2. Butter temperature: butter that is too warm will melt during creaming. This creates spread in a cookie. Take the temperature of the butter because “room temperature” is absolutely meaningless.  I like my butter around 68 degrees and no more than 70 degrees.
3. Baking powder: cut out sugar cookies will not hold their shape if chemical leavening is used.  Omit the baking powder.  The creaming of sugar and butter is mechanical leavening. Properly cream butter and sugar is sufficient. You do not need baking powder in a sugar cookie.
4. Over mixing: creaming butter and sugar is mechanical leavening.  It’s achieved by incorporating air into the butter.
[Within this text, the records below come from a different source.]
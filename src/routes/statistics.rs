use actix_web::{HttpRequest, HttpResponse, Result as ActixResult, web};
use once_cell::sync::Lazy;

use crate::middlewares::{self, RequirePermission};
use crate::models::permissions::codes;
use crate::services::StatisticsService;

// 懒加载的全局 StatisticsService 实例
static STATISTICS_SERVICE: Lazy<StatisticsService> = Lazy::new(StatisticsService::new_lazy);

pub async fn overview(req: HttpRequest) -> ActixResult<HttpResponse> {
    STATISTICS_SERVICE.overview(&req).await
}

pub async fn dashboard(req: HttpRequest) -> ActixResult<HttpResponse> {
    STATISTICS_SERVICE.dashboard(&req).await
}

// 配置路由
pub fn configure_statistics_routes(cfg: &mut web::ServiceConfig) {
    cfg.service(
        web::scope("/api/statistics")
            .wrap(middlewares::RequireJWT)
            .service(web::resource("/overview").route(web::get().to(overview).wrap(
                RequirePermission::any(&[codes::USER_VIEW, codes::SYSTEM_MANAGE]),
            )))
            .route("/dashboard", web::get().to(dashboard)),
    );
}
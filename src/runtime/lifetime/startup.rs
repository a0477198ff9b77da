use std::sync::Arc;
use tracing::{debug, info, warn};

use crate::cache::{ObjectCache, create_object_cache};
use crate::errors::Result;
use crate::models::permissions::catalog::{BUILTIN_ROLES, PERMISSION_CATALOG};
use crate::models::roles::entities::SUPER_ADMIN;
use crate::models::users::entities::{BUILTIN_ADMIN_USERNAME, UserStatus};
use crate::models::users::requests::CreateUserRequest;
use crate::storage::Storage;
use crate::utils::password::hash_password;
use crate::utils::random_code::generate_initial_password;

pub struct StartupContext {
    pub storage: Arc<dyn Storage>,
    pub cache: Arc<dyn ObjectCache>,
}

/// 补齐权限目录与内置角色，返回超级管理员角色 ID
pub async fn seed_catalog(storage: &Arc<dyn Storage>) -> Result<Option<i64>> {
    let inserted = storage.ensure_permissions(PERMISSION_CATALOG).await?;
    if inserted > 0 {
        info!("新增 {inserted} 项权限");
    }

    let mut super_admin = None;
    for builtin in BUILTIN_ROLES {
        let role = storage.ensure_builtin_role(builtin).await?;
        debug!("内置角色 {} 就绪 (ID: {})", role.role_code, role.id);
        if role.role_code == SUPER_ADMIN {
            super_admin = Some(role.id);
        }
    }
    Ok(super_admin)
}

/// 没有任何用户时创建默认管理员
///
/// 密码取自 `ADMIN_PASSWORD`，未设置时随机生成并打印到日志。
pub async fn seed_admin(storage: &Arc<dyn Storage>, super_admin_role: Option<i64>) -> Result<()> {
    let count = storage.count_users().await?;
    if count > 0 {
        debug!("已有 {count} 个用户，跳过管理员初始化");
        return Ok(());
    }

    let password = match std::env::var("ADMIN_PASSWORD") {
        Ok(password) if !password.is_empty() => password,
        _ => {
            let generated = generate_initial_password();
            warn!("==========================================================");
            warn!("  未设置 ADMIN_PASSWORD，已生成管理员初始密码: {generated}");
            warn!("  请妥善保存，或设置 ADMIN_PASSWORD 环境变量");
            warn!("==========================================================");
            generated
        }
    };

    let admin = CreateUserRequest {
        username: BUILTIN_ADMIN_USERNAME.to_string(),
        email: "admin@school.local".to_string(),
        password: hash_password(&password)?,
        real_name: "系统管理员".to_string(),
        phone: None,
        status: Some(UserStatus::Active),
        role_ids: super_admin_role.into_iter().collect(),
    };
    let user = storage.create_user(admin).await?;
    info!("默认管理员已创建 (ID: {}, 用户名: {})", user.id, user.username);
    Ok(())
}

/// 准备服务器启动的上下文：存储、初始数据与缓存
pub async fn prepare_server_startup() -> Result<StartupContext> {
    if rustls::crypto::ring::default_provider()
        .install_default()
        .is_err()
    {
        debug!("rustls 加密提供者已安装");
    }

    let storage = crate::storage::create_storage().await?;
    warn!("存储后端已初始化，迁移完成");

    let super_admin = seed_catalog(&storage).await?;
    seed_admin(&storage, super_admin).await?;

    let cache = create_object_cache().await?;
    warn!("缓存后端已初始化");

    Ok(StartupContext { storage, cache })
}
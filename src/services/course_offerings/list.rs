use actix_web::{HttpRequest, HttpResponse, Result as ActixResult};

use super::OfferingService;
use crate::models::{ApiResponse, ErrorCode, course_offerings::requests::OfferingListParams};
use crate::services::teachers::access::own_teacher;
use crate::services::{current_user, internal_error, not_found};

pub async fn list_offerings(
    service: &OfferingService,
    query: OfferingListParams,
    request: &HttpRequest,
) -> ActixResult<HttpResponse> {
    let storage = service.get_storage(request)?;

    match storage.list_offerings_with_pagination(query).await {
        Ok(response) => Ok(HttpResponse::Ok().json(ApiResponse::success(response, "获取开课列表成功"))),
        Err(e) => Ok(internal_error("获取开课列表失败", e)),
    }
}

pub async fn get_offering(
    service: &OfferingService,
    offering_id: i64,
    request: &HttpRequest,
) -> ActixResult<HttpResponse> {
    let storage = service.get_storage(request)?;

    match storage.get_offering_detail(offering_id).await {
        Ok(Some(detail)) => Ok(HttpResponse::Ok().json(ApiResponse::success(detail, "获取开课成功"))),
        Ok(None) => Ok(not_found(ErrorCode::OfferingNotFound, "开课不存在")),
        Err(e) => Ok(internal_error("获取开课失败", e)),
    }
}

pub async fn list_semesters(
    service: &OfferingService,
    request: &HttpRequest,
) -> ActixResult<HttpResponse> {
    let storage = service.get_storage(request)?;

    match storage.list_semesters().await {
        Ok(semesters) => Ok(HttpResponse::Ok().json(ApiResponse::success(semesters, "获取学期列表成功"))),
        Err(e) => Ok(internal_error("获取学期列表失败", e)),
    }
}

/// 教师筛选条件固定为当前用户的教师档案
pub async fn my_courses(
    service: &OfferingService,
    mut query: OfferingListParams,
    request: &HttpRequest,
) -> ActixResult<HttpResponse> {
    let principal = current_user(request)?;
    let storage = service.get_storage(request)?;

    let Some(teacher) = own_teacher(&storage, &principal).await? else {
        return Ok(not_found(ErrorCode::ProfileNotBound, "当前用户未绑定教师档案"));
    };
    query.teacher_id = Some(teacher.teacher.id);

    match storage.list_offerings_with_pagination(query).await {
        Ok(response) => Ok(HttpResponse::Ok().json(ApiResponse::success(response, "获取我的课程成功"))),
        Err(e) => Ok(internal_error("获取我的课程失败", e)),
    }
}
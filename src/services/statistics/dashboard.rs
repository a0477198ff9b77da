use actix_web::{HttpRequest, HttpResponse, Result as ActixResult};

use super::StatisticsService;
use crate::models::roles::entities::{STUDENT, TEACHER};
use crate::models::{ApiResponse, permissions::codes, statistics::responses::DashboardStatistics};
use crate::services::students::access::own_student;
use crate::services::teachers::access::own_teacher;
use crate::services::{current_user, internal_error};

pub async fn overview(
    service: &StatisticsService,
    request: &HttpRequest,
) -> ActixResult<HttpResponse> {
    let storage = service.get_storage(request)?;

    match storage.overview_statistics().await {
        Ok(stats) => Ok(HttpResponse::Ok().json(ApiResponse::success(stats, "获取统计数据成功"))),
        Err(e) => Ok(internal_error("获取统计数据失败", e)),
    }
}

/// 管理员看全局数据，其次按教师、学生角色及其档案判断身份
pub async fn dashboard(
    service: &StatisticsService,
    request: &HttpRequest,
) -> ActixResult<HttpResponse> {
    let principal = current_user(request)?;
    let storage = service.get_storage(request)?;

    let is_admin = principal.has_permission(&[codes::USER_VIEW, codes::SYSTEM_MANAGE]);
    let teacher = if !is_admin && principal.has_role(&[TEACHER]) {
        own_teacher(&storage, &principal).await?
    } else {
        None
    };
    let student = if !is_admin && teacher.is_none() && principal.has_role(&[STUDENT]) {
        own_student(&storage, &principal).await?
    } else {
        None
    };

    let result = if is_admin {
        storage
            .overview_statistics()
            .await
            .map(DashboardStatistics::Admin)
    } else if let Some(teacher) = teacher {
        storage.teacher_dashboard(teacher.teacher.id).await
    } else if let Some(student) = student {
        storage.student_dashboard(student.student.id).await
    } else {
        Ok(DashboardStatistics::Basic {
            username: principal.user.username.clone(),
        })
    };

    match result {
        Ok(stats) => Ok(HttpResponse::Ok().json(ApiResponse::success(stats, "获取仪表盘数据成功"))),
        Err(e) => Ok(internal_error("获取仪表盘数据失败", e)),
    }
}
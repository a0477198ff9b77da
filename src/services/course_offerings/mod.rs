pub mod list;
pub mod manage;
pub mod roster;

use actix_web::{HttpRequest, HttpResponse, Result as ActixResult};

use crate::models::course_offerings::requests::{
    CreateOfferingRequest, OfferingListParams, UpdateOfferingRequest,
};

define_service!(OfferingService);

impl OfferingService {
    pub async fn list_offerings(
        &self,
        query: OfferingListParams,
        request: &HttpRequest,
    ) -> ActixResult<HttpResponse> {
        list::list_offerings(self, query, request).await
    }

    pub async fn get_offering(
        &self,
        offering_id: i64,
        request: &HttpRequest,
    ) -> ActixResult<HttpResponse> {
        list::get_offering(self, offering_id, request).await
    }

    pub async fn list_semesters(&self, request: &HttpRequest) -> ActixResult<HttpResponse> {
        list::list_semesters(self, request).await
    }

    // 当前教师讲授的开课
    pub async fn my_courses(
        &self,
        query: OfferingListParams,
        request: &HttpRequest,
    ) -> ActixResult<HttpResponse> {
        list::my_courses(self, query, request).await
    }

    pub async fn create_offering(
        &self,
        offering: CreateOfferingRequest,
        request: &HttpRequest,
    ) -> ActixResult<HttpResponse> {
        manage::create_offering(self, offering, request).await
    }

    pub async fn update_offering(
        &self,
        offering_id: i64,
        update: UpdateOfferingRequest,
        request: &HttpRequest,
    ) -> ActixResult<HttpResponse> {
        manage::update_offering(self, offering_id, update, request).await
    }

    pub async fn delete_offering(
        &self,
        offering_id: i64,
        request: &HttpRequest,
    ) -> ActixResult<HttpResponse> {
        manage::delete_offering(self, offering_id, request).await
    }

    // 选课名单
    pub async fn roster(
        &self,
        offering_id: i64,
        request: &HttpRequest,
    ) -> ActixResult<HttpResponse> {
        roster::roster(self, offering_id, request).await
    }
}
use actix_web::{HttpRequest, HttpResponse, Result as ActixResult, web};
use once_cell::sync::Lazy;

use crate::middlewares::{self, RequirePermission};
use crate::models::departments::requests::{
    CreateDepartmentRequest, DepartmentListParams, UpdateDepartmentRequest,
};
use crate::models::permissions::codes;
use crate::services::DepartmentService;
use crate::utils::SafeIDI64;

// 懒加载的全局 DepartmentService 实例
static DEPARTMENT_SERVICE: Lazy<DepartmentService> = Lazy::new(DepartmentService::new_lazy);

pub async fn list_departments(
    req: HttpRequest,
    query: web::Query<DepartmentListParams>,
) -> ActixResult<HttpResponse> {
    DEPARTMENT_SERVICE
        .list_departments(query.into_inner(), &req)
        .await
}

pub async fn list_all_departments(req: HttpRequest) -> ActixResult<HttpResponse> {
    DEPARTMENT_SERVICE.list_all_departments(&req).await
}

pub async fn department_tree(req: HttpRequest) -> ActixResult<HttpResponse> {
    DEPARTMENT_SERVICE.department_tree(&req).await
}

pub async fn create_department(
    req: HttpRequest,
    dept: web::Json<CreateDepartmentRequest>,
) -> ActixResult<HttpResponse> {
    DEPARTMENT_SERVICE
        .create_department(dept.into_inner(), &req)
        .await
}

pub async fn get_department(req: HttpRequest, dept_id: SafeIDI64) -> ActixResult<HttpResponse> {
    DEPARTMENT_SERVICE.get_department(dept_id.0, &req).await
}

pub async fn update_department(
    req: HttpRequest,
    dept_id: SafeIDI64,
    update: web::Json<UpdateDepartmentRequest>,
) -> ActixResult<HttpResponse> {
    DEPARTMENT_SERVICE
        .update_department(dept_id.0, update.into_inner(), &req)
        .await
}

pub async fn delete_department(req: HttpRequest, dept_id: SafeIDI64) -> ActixResult<HttpResponse> {
    DEPARTMENT_SERVICE.delete_department(dept_id.0, &req).await
}

// 配置路由
pub fn configure_department_routes(cfg: &mut web::ServiceConfig) {
    let view = || RequirePermission::any(&[codes::DEPARTMENT_VIEW, codes::DEPARTMENT_MANAGE]);
    let create = || RequirePermission::any(&[codes::DEPARTMENT_CREATE, codes::DEPARTMENT_MANAGE]);
    let update = || RequirePermission::any(&[codes::DEPARTMENT_EDIT, codes::DEPARTMENT_MANAGE]);
    let delete = || RequirePermission::any(&[codes::DEPARTMENT_DELETE, codes::DEPARTMENT_MANAGE]);

    cfg.service(
        web::scope("/api/departments")
            .wrap(middlewares::RequireJWT)
            .service(
                web::resource("")
                    .route(web::get().to(list_departments).wrap(view()))
                    .route(web::post().to(create_department).wrap(create())),
            )
            .service(
                web::resource("/all").route(web::get().to(list_all_departments).wrap(view())),
            )
            .service(web::resource("/tree").route(web::get().to(department_tree).wrap(view())))
            .service(
                web::resource("/{id}")
                    .route(web::get().to(get_department).wrap(view()))
                    .route(web::put().to(update_department).wrap(update()))
                    .route(web::delete().to(delete_department).wrap(delete())),
            ),
    );
}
Too much air will cause the cookie puff up. After creaming, mix and other ingredients until just incorporated. Do not over mix.
5. Dough temperature: chilled dough keeps is shape.  After mixing shape the dough into a rectangle. Wrap and chill for a couple of hours or overnight.  Roll and cut out children go. Refrigerate cut out cookies for 10 to 15 minutes before baking.
6. Dough thickness: do not roll dough too thick.  The thicker the dough the longer it takes to set. The longer to set, the more the dough will spread.  Roll between 1/8” and 1/4”.
7. Baking sheet: do not grease the baking sheet. Greased sheets will cause spreading. Most cookies bake fine on ungreased cookie sheets.  Parchment paper works quite well. I am not a fan of the slipat mats for sugar and shortbread cookies; they transfer too much heat. I prefer a jellyroll pan lined with parchment paper.